数据准备功能说明
功能介绍
数据决定了大模型的能力上限。ModelArts数据准备功能提供了一站式、全流程的数据处理和管理服务,致力于解决大模型开发中“数据获取难、质量参差不齐、处理效率低”的核心痛点。通过内置的行业级数据处理算子与自动化流水线,系统化的处理数据获取、加工、发布等过程,帮助您将海量、多模态的原始数据,高效转化为高可用、高纯度的训练数据集,提高数据质量和处理效率,显著降低模型训练成本,提升模型泛化能力。
数据工程开发流程
ModelArts平台(下称“平台”)提供了快捷的数据开发流程,您通过数据连接即可完成模型数据集的开发。

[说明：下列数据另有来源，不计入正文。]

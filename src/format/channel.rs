//! Backend channel positions and their mapping onto the WAV speaker layout.
//!
//! The backend describes each output with an ordered list of channel
//! positions (physical sample order). WAV files instead carry channels in a
//! fixed speaker order announced by a channel mask. [`remap`] computes which
//! source channels survive, where they sit in a source frame, and the mask.

use std::fmt;

use crate::error::FormatError;

/// WAV speaker position bits (`dwChannelMask`).
#[allow(missing_docs)]
pub mod speaker {
    pub const FRONT_LEFT: u32 = 0x1;
    pub const FRONT_RIGHT: u32 = 0x2;
    pub const FRONT_CENTER: u32 = 0x4;
    pub const LOW_FREQUENCY: u32 = 0x8;
    pub const BACK_LEFT: u32 = 0x10;
    pub const BACK_RIGHT: u32 = 0x20;
    pub const FRONT_LEFT_OF_CENTER: u32 = 0x40;
    pub const FRONT_RIGHT_OF_CENTER: u32 = 0x80;
    pub const BACK_CENTER: u32 = 0x100;
    pub const SIDE_LEFT: u32 = 0x200;
    pub const SIDE_RIGHT: u32 = 0x400;
    pub const TOP_CENTER: u32 = 0x800;
    pub const TOP_FRONT_LEFT: u32 = 0x1000;
    pub const TOP_FRONT_CENTER: u32 = 0x2000;
    pub const TOP_FRONT_RIGHT: u32 = 0x4000;
    pub const TOP_BACK_LEFT: u32 = 0x8000;
    pub const TOP_BACK_CENTER: u32 = 0x10000;
    pub const TOP_BACK_RIGHT: u32 = 0x20000;
}

/// A channel position as reported by the backend.
#[derive(Debug, Clone, Copy, PartialEq, Eq, Hash)]
#[allow(missing_docs)]
pub enum ChannelPosition {
    L,
    R,
    C,
    Ls,
    Rs,
    Lfe,
    Cs,
    Lb,
    Rb,
    Ts,
    Cvh,
    Ms,
    Flc,
    Frc,
    Rlc,
    Rrc,
    Lfe2,
    Sl,
    Sr,
    Tfl,
    Tfr,
    Tc,
    Tbl,
    Tbr,
    Tsl,
    Tsr,
    Tbc,
    Bfc,
    Bfl,
    Bfr,
    Lw,
    Rw,
    Lsd,
    Rsd,
    Tfc,
}

impl ChannelPosition {
    const ALL: [ChannelPosition; 35] = [
        Self::L,
        Self::R,
        Self::C,
        Self::Ls,
        Self::Rs,
        Self::Lfe,
        Self::Cs,
        Self::Lb,
        Self::Rb,
        Self::Ts,
        Self::Cvh,
        Self::Ms,
        Self::Flc,
        Self::Frc,
        Self::Rlc,
        Self::Rrc,
        Self::Lfe2,
        Self::Sl,
        Self::Sr,
        Self::Tfl,
        Self::Tfr,
        Self::Tc,
        Self::Tbl,
        Self::Tbr,
        Self::Tsl,
        Self::Tsr,
        Self::Tbc,
        Self::Bfc,
        Self::Bfl,
        Self::Bfr,
        Self::Lw,
        Self::Rw,
        Self::Lsd,
        Self::Rsd,
        Self::Tfc,
    ];

    /// Decodes a backend channel code (1-based, `L = 1` … `TFC = 35`).
    pub fn from_code(code: u8) -> Option<Self> {
        let index = usize::from(code).checked_sub(1)?;
        Self::ALL.get(index).copied()
    }

    /// Returns the backend channel code.
    pub fn code(&self) -> u8 {
        *self as u8 + 1
    }

    /// Short label used in logs ("L", "LFE", "TFL", ...).
    pub fn label(&self) -> &'static str {
        match self {
            Self::L => "L",
            Self::R => "R",
            Self::C => "C",
            Self::Ls => "LS",
            Self::Rs => "RS",
            Self::Lfe => "LFE",
            Self::Cs => "CS",
            Self::Lb => "LB",
            Self::Rb => "RB",
            Self::Ts => "TS",
            Self::Cvh => "CVH",
            Self::Ms => "MS",
            Self::Flc => "FLC",
            Self::Frc => "FRC",
            Self::Rlc => "RLC",
            Self::Rrc => "RRC",
            Self::Lfe2 => "LFE2",
            Self::Sl => "SL",
            Self::Sr => "SR",
            Self::Tfl => "TFL",
            Self::Tfr => "TFR",
            Self::Tc => "TC",
            Self::Tbl => "TBL",
            Self::Tbr => "TBR",
            Self::Tsl => "TSL",
            Self::Tsr => "TSR",
            Self::Tbc => "TBC",
            Self::Bfc => "BFC",
            Self::Bfl => "BFL",
            Self::Bfr => "BFR",
            Self::Lw => "LW",
            Self::Rw => "RW",
            Self::Lsd => "LSD",
            Self::Rsd => "RSD",
            Self::Tfc => "TFC",
        }
    }
}

impl fmt::Display for ChannelPosition {
    fn fmt(&self, f: &mut fmt::Formatter<'_>) -> fmt::Result {
        f.write_str(self.label())
    }
}

/// Widest sample the container accepts, in bits.
pub const MAX_BIT_WIDTH: u16 = 32;

/// WAV channel order. Entries are listed in the order channels appear in a
/// WAV frame; rear and back surrounds share the same speaker bit.
pub const WAV_CHANNEL_ORDER: [(u32, ChannelPosition); 20] = [
    (speaker::FRONT_LEFT, ChannelPosition::L),
    (speaker::FRONT_RIGHT, ChannelPosition::R),
    (speaker::FRONT_CENTER, ChannelPosition::C),
    (speaker::LOW_FREQUENCY, ChannelPosition::Lfe),
    (speaker::BACK_LEFT, ChannelPosition::Ls),
    (speaker::BACK_RIGHT, ChannelPosition::Rs),
    (speaker::BACK_LEFT, ChannelPosition::Lb),
    (speaker::BACK_RIGHT, ChannelPosition::Rb),
    (speaker::FRONT_LEFT_OF_CENTER, ChannelPosition::Flc),
    (speaker::FRONT_RIGHT_OF_CENTER, ChannelPosition::Frc),
    (speaker::BACK_CENTER, ChannelPosition::Cs),
    (speaker::SIDE_LEFT, ChannelPosition::Sl),
    (speaker::SIDE_RIGHT, ChannelPosition::Sr),
    (speaker::TOP_CENTER, ChannelPosition::Tc),
    (speaker::TOP_FRONT_LEFT, ChannelPosition::Tfl),
    (speaker::TOP_FRONT_CENTER, ChannelPosition::Tfc),
    (speaker::TOP_FRONT_RIGHT, ChannelPosition::Tfr),
    (speaker::TOP_BACK_LEFT, ChannelPosition::Tbl),
    (speaker::TOP_BACK_CENTER, ChannelPosition::Tbc),
    (speaker::TOP_BACK_RIGHT, ChannelPosition::Tbr),
];

/// Result of mapping a backend channel list onto the WAV layout.
#[derive(Debug, Clone, PartialEq, Eq)]
pub struct ChannelLayout {
    /// Mapped positions in WAV order.
    positions: Vec<ChannelPosition>,
    /// Source channel index for each mapped position.
    sources: Vec<usize>,
    /// Byte offset inside an interleaved source frame for each mapped position.
    offsets: Vec<usize>,
    mask: u32,
    sample_size: usize,
    source_channels: usize,
}

impl ChannelLayout {
    /// Mapped positions, in WAV order.
    pub fn positions(&self) -> &[ChannelPosition] {
        &self.positions
    }

    /// Source channel index of each mapped position.
    pub fn sources(&self) -> &[usize] {
        &self.sources
    }

    /// Byte offset within an interleaved source frame of each mapped position.
    pub fn offsets(&self) -> &[usize] {
        &self.offsets
    }

    /// WAV channel mask of the mapped positions.
    pub fn mask(&self) -> u32 {
        self.mask
    }

    /// Number of channels written to the container.
    pub fn channels(&self) -> usize {
        self.positions.len()
    }

    /// Number of channels in the backend's frames.
    pub fn source_channels(&self) -> usize {
        self.source_channels
    }

    /// Source channels without a WAV position.
    pub fn dropped(&self) -> usize {
        self.source_channels.saturating_sub(self.positions.len())
    }

    /// Bytes per sample.
    pub fn sample_size(&self) -> usize {
        self.sample_size
    }

    /// Bytes per output frame (WAV block alignment).
    pub fn stride(&self) -> usize {
        self.channels() * self.sample_size
    }

    /// Bytes per frame as delivered by the backend.
    pub fn source_stride(&self) -> usize {
        self.source_channels * self.sample_size
    }
}

/// Maps a backend channel list onto [`WAV_CHANNEL_ORDER`].
///
/// Output order is driven by the WAV table, never by the source order, so
/// the same list always yields the same layout. Unknown positions are
/// dropped and reported through [`ChannelLayout::dropped`].
///
/// # Errors
///
/// Returns [`FormatError::UnsupportedBitWidth`] unless `bit_width` is a
/// non-zero multiple of 8 no wider than [`MAX_BIT_WIDTH`].
///
/// # Example
///
/// ```
/// use stream_decode::format::{remap, ChannelPosition};
///
/// let layout = remap(&[ChannelPosition::R, ChannelPosition::L, ChannelPosition::C], 16).unwrap();
/// assert_eq!(layout.offsets(), &[2, 0, 4]);
/// assert_eq!(layout.mask(), 0x7);
/// ```
pub fn remap(channel_map: &[ChannelPosition], bit_width: u16) -> Result<ChannelLayout, FormatError> {
    if bit_width == 0 || bit_width % 8 != 0 || bit_width > MAX_BIT_WIDTH {
        return Err(FormatError::UnsupportedBitWidth { bits: bit_width });
    }
    let sample_size = usize::from(bit_width / 8);

    let mut positions = Vec::new();
    let mut sources = Vec::new();
    let mut offsets = Vec::new();
    let mut mask = 0;

    for &(speaker_bit, position) in &WAV_CHANNEL_ORDER {
        for (index, _) in channel_map
            .iter()
            .enumerate()
            .filter(|&(_, &p)| p == position)
        {
            positions.push(position);
            sources.push(index);
            offsets.push(index * sample_size);
            mask |= speaker_bit;
        }
    }

    Ok(ChannelLayout {
        positions,
        sources,
        offsets,
        mask,
        sample_size,
        source_channels: channel_map.len(),
    })
}

/// Formats a channel list as `L,R,C` for logs.
pub fn format_channel_map(channel_map: &[ChannelPosition]) -> String {
    channel_map
        .iter()
        .map(ChannelPosition::label)
        .collect::<Vec<_>>()
        .join(",")
}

- 数据连接:数据获取是数据工程的第一步,支持将不同来源和格式的数据导入平台,并生成“原始数据集”。通过这些功能,用户可以轻松将大量数据导入平台,为后续的数据加工和模型训练等操作做好准备。详见数据连接章节。
数据资产管理
在集成了数据连接,数据精炼功能外,平台还支持对原始数据集、加工数据集、发布数据集、数据合成指令进行一站式管理。在大规模数据集的构建过程中,平台的数据工程功能为用户提供了极大的灵活性和高效性,确保了数据处理的各个环节都能紧密协作,快速响应不断变化的业务需求和技术要求。管理各类型数据集以及通过数据质量评估确保数据满足大模型训练的多样性、平衡性和代表性需求,并促进数据的高效流通与应用。详见数据资产管理章节。
ModelArts平台支持的数据类型
ModelArts平台(下称“平台”)提供了业界最全面的数据处理功能。包括对文本类、图片类、音频类、视频类常规数据集处理,还提供了自己定义数据集功能,支持业界使用广泛的Alpaca等数据集格式,能够灵活处理多样化的数据。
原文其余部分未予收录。